> _DESCRIPTION OF THE TASK_
Say how many lines in the records contain the string "Debug". Nothing but the number should be given.

> _SUPPLIED DATA_
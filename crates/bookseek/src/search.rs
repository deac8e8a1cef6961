//! Walks the catalog page by page and collects the accepted books.

use std::time::Duration;

use log::{info, warn};

use crate::{
    api::{
        rakuten::{fetch_page, PageFetchOutcome},
        Client,
    },
    config::CatalogConfig,
    filter::{Filter, ResultSet},
    query::SearchQuery,
    record::ResultRecord,
    retry::{pause, RetryPolicy},
    Error,
};

/// Default number of pages requested per query.
pub const DEFAULT_PAGE_CAP: u32 = 5;

/// How a search walks the catalog pages.
#[derive(Clone, Debug, PartialEq, Eq)]
pub struct SearchOptions {
    /// Maximum number of pages requested.
    pub page_cap: u32,
    /// Pause after each successful page, when another page may follow.
    pub page_delay: Duration,
    /// Retry behaviour of each page request.
    pub retry: RetryPolicy,
    /// Record filtering pipeline.
    pub filter: Filter,
}

impl Default for SearchOptions {
    fn default() -> Self {
        Self {
            page_cap: DEFAULT_PAGE_CAP,
            page_delay: Duration::from_millis(500),
            retry: RetryPolicy::default(),
            filter: Filter::default(),
        }
    }
}

/// A page that contributed nothing because it could not be fetched or read.
#[derive(Debug)]
pub struct PageFailure {
    /// 1-based page number.
    pub page: u32,
    /// The error of the last attempt.
    pub error: Error,
}

/// Everything a finished search produced.
#[derive(Debug, Default)]
pub struct SearchReport {
    /// Accepted records, in fetch order.
    pub records: Vec<ResultRecord>,
    /// Pages that failed, in page order.
    pub failures: Vec<PageFailure>,
    /// How many pages were requested before the search stopped.
    pub pages_requested: u32,
}

pub(crate) fn run<C: Client>(
    client: &C,
    config: &CatalogConfig,
    query: &SearchQuery,
    options: &SearchOptions,
) -> SearchReport {
    let mut results = ResultSet::default();
    let mut report = SearchReport::default();

    for page in 1..=options.page_cap {
        report.pages_requested = page;

        match fetch_page(client, config, query, page, &options.retry) {
            PageFetchOutcome::EmptyPage => {
                info!("Page {page}: no more results");
                break;
            }
            PageFetchOutcome::Failure(error) => {
                warn!("Page {page} did not respond: {error}");
                report.failures.push(PageFailure { page, error });
            }
            PageFetchOutcome::Success(records) => {
                let accepted = results.absorb(&options.filter, query, records);
                if accepted > 0 {
                    info!("Page {page}: {accepted} books found");
                }

                if page < options.page_cap {
                    pause(options.page_delay);
                }
            }
        }
    }

    if results.is_empty() {
        warn!("No books matched '{}'", query.title());
    }

    report.records = results.into_records();
    report
}

#[cfg(test)]
mod tests {
    use std::{
        collections::HashSet,
        time::{Duration, Instant},
    };

    use super::{run, SearchOptions, DEFAULT_PAGE_CAP};
    use crate::{
        api::{impl_text_producer, requests, MockClient, NetworkErrorProducer, Producer},
        config::CatalogConfig,
        query::SearchQuery,
        retry::RetryPolicy,
        Error, ErrorKind,
    };

    fn options() -> SearchOptions {
        SearchOptions {
            page_delay: Duration::ZERO,
            retry: RetryPolicy {
                attempts: 3,
                delay: Duration::ZERO,
            },
            ..SearchOptions::default()
        }
    }

    fn item(title: &str, isbn: &str, price: u32) -> String {
        format!(
            r#"{{"Item": {{"title": "{title}", "isbn": "{isbn}", "salesDate": "2024年", "itemPrice": {price}, "publisherName": "集英社"}}}}"#
        )
    }

    fn page(items: &[String]) -> String {
        format!(r#"{{"Items": [{}]}}"#, items.join(","))
    }

    fn page_number(url: &str) -> u32 {
        url.split('&')
            .find_map(|pair| pair.strip_prefix("page="))
            .and_then(|n| n.parse().ok())
            .unwrap_or_default()
    }

    impl_text_producer! {
        TwoPagesProducer(url) => match page_number(url) {
            1 => Ok(page(&[
                item("ワンピース 108", "a", 500),
                item("ワンピース 108 特装版", "b", 1200),
                item("ワンピース 第108巻", "c", 800),
            ])),
            _ => Ok(page(&[])),
        },
        EndlessProducer(url) => {
            let n = page_number(url);
            Ok(page(&[item("One Piece", &n.to_string(), 500)]))
        },
        RepeatingProducer(url) => {
            let n = page_number(url);
            Ok(page(&[item("One Piece", "same", 500), item("One Piece", &n.to_string(), 500)]))
        },
        FlakyPageProducer(url) => match page_number(url) {
            2 => Err(Error::new(ErrorKind::Status, "500 Internal Server Error")),
            4 => Ok(page(&[])),
            n => Ok(page(&[item("One Piece", &n.to_string(), 500)])),
        },
    }

    fn requested_pages() -> Vec<u32> {
        requests().iter().map(|r| page_number(&r.url)).collect()
    }

    #[test]
    fn matching_books_across_pages_in_fetch_order() {
        let query = SearchQuery::new("ワンピース")
            .unwrap()
            .with_volume(Some("108"))
            .with_price_range(None, Some(1000))
            .unwrap();

        let report = run(
            &MockClient::<TwoPagesProducer>::default(),
            &CatalogConfig::new("app"),
            &query,
            &options(),
        );

        let prices = report
            .records
            .iter()
            .map(|r| r.price.as_str())
            .collect::<Vec<_>>();
        assert_eq!(vec!["500円", "800円"], prices);
        assert_eq!(2, report.pages_requested);
        assert!(report.failures.is_empty());
    }

    #[test]
    fn stops_at_the_first_empty_page() {
        let query = SearchQuery::new("ワンピース").unwrap();
        run(
            &MockClient::<TwoPagesProducer>::default(),
            &CatalogConfig::new("app"),
            &query,
            &options(),
        );

        assert_eq!(vec![1, 2], requested_pages());
    }

    #[test]
    fn never_requests_more_than_the_page_cap() {
        let query = SearchQuery::new("one piece").unwrap();
        let report = run(
            &MockClient::<EndlessProducer>::default(),
            &CatalogConfig::new("app"),
            &query,
            &options(),
        );

        assert_eq!(vec![1, 2, 3, 4, 5], requested_pages());
        assert_eq!(5, report.records.len());
        assert_eq!(5, report.pages_requested);
    }

    #[test]
    fn isbns_are_unique_across_pages() {
        let query = SearchQuery::new("one piece").unwrap();
        let report = run(
            &MockClient::<RepeatingProducer>::default(),
            &CatalogConfig::new("app"),
            &query,
            &SearchOptions {
                page_cap: 3,
                ..options()
            },
        );

        let isbns = report
            .records
            .iter()
            .map(|r| r.isbn.as_str())
            .collect::<Vec<_>>();
        let unique = isbns.iter().collect::<HashSet<_>>();
        assert_eq!(vec!["same", "1", "2", "3"], isbns);
        assert_eq!(isbns.len(), unique.len());
    }

    #[test]
    fn failed_page_does_not_stop_later_pages() {
        let query = SearchQuery::new("one piece").unwrap();
        let report = run(
            &MockClient::<FlakyPageProducer>::default(),
            &CatalogConfig::new("app"),
            &query,
            &options(),
        );

        // page 2 is tried three times, page 4 is empty and ends the search
        assert_eq!(vec![1, 2, 2, 2, 3, 4], requested_pages());

        let isbns = report
            .records
            .iter()
            .map(|r| r.isbn.as_str())
            .collect::<Vec<_>>();
        assert_eq!(vec!["1", "3"], isbns);

        assert_eq!(1, report.failures.len());
        assert_eq!(2, report.failures[0].page);
        assert_eq!(ErrorKind::Status, report.failures[0].error.kind());
    }

    const PAGE_DELAY: Duration = Duration::from_millis(80);

    fn timed<P: Producer<String>>(options: &SearchOptions) -> Duration {
        let query = SearchQuery::new("one piece").unwrap();
        let start = Instant::now();
        run(
            &MockClient::<P>::default(),
            &CatalogConfig::new("app"),
            &query,
            options,
        );
        start.elapsed()
    }

    #[test]
    fn default_options() {
        let options = SearchOptions::default();

        assert_eq!(5, DEFAULT_PAGE_CAP);
        assert_eq!(DEFAULT_PAGE_CAP, options.page_cap);
        assert_eq!(Duration::from_millis(500), options.page_delay);
        assert_eq!(RetryPolicy::default(), options.retry);
        assert_eq!(3, options.retry.attempts);
        assert_eq!(Duration::from_secs(1), options.retry.delay);
    }

    #[test]
    fn no_pause_after_the_last_permitted_page() {
        let elapsed = timed::<EndlessProducer>(&SearchOptions {
            page_cap: 2,
            page_delay: PAGE_DELAY,
            ..options()
        });

        assert_eq!(vec![1, 2], requested_pages());
        assert!(elapsed >= PAGE_DELAY, "{elapsed:?}");
        assert!(elapsed < PAGE_DELAY * 2, "{elapsed:?}");
    }

    #[test]
    fn no_pause_after_an_empty_page() {
        let elapsed = timed::<TwoPagesProducer>(&SearchOptions {
            page_delay: PAGE_DELAY,
            ..options()
        });

        assert_eq!(vec![1, 2], requested_pages());
        assert!(elapsed >= PAGE_DELAY, "{elapsed:?}");
        assert!(elapsed < PAGE_DELAY * 2, "{elapsed:?}");
    }

    #[test]
    fn no_page_pause_after_a_failed_page() {
        let elapsed = timed::<NetworkErrorProducer>(&SearchOptions {
            page_cap: 3,
            page_delay: PAGE_DELAY,
            retry: RetryPolicy {
                attempts: 1,
                delay: Duration::ZERO,
            },
            ..options()
        });

        assert_eq!(3, requests().len());
        assert!(elapsed < PAGE_DELAY, "{elapsed:?}");
    }
}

> _SOLUTION BELOW_
3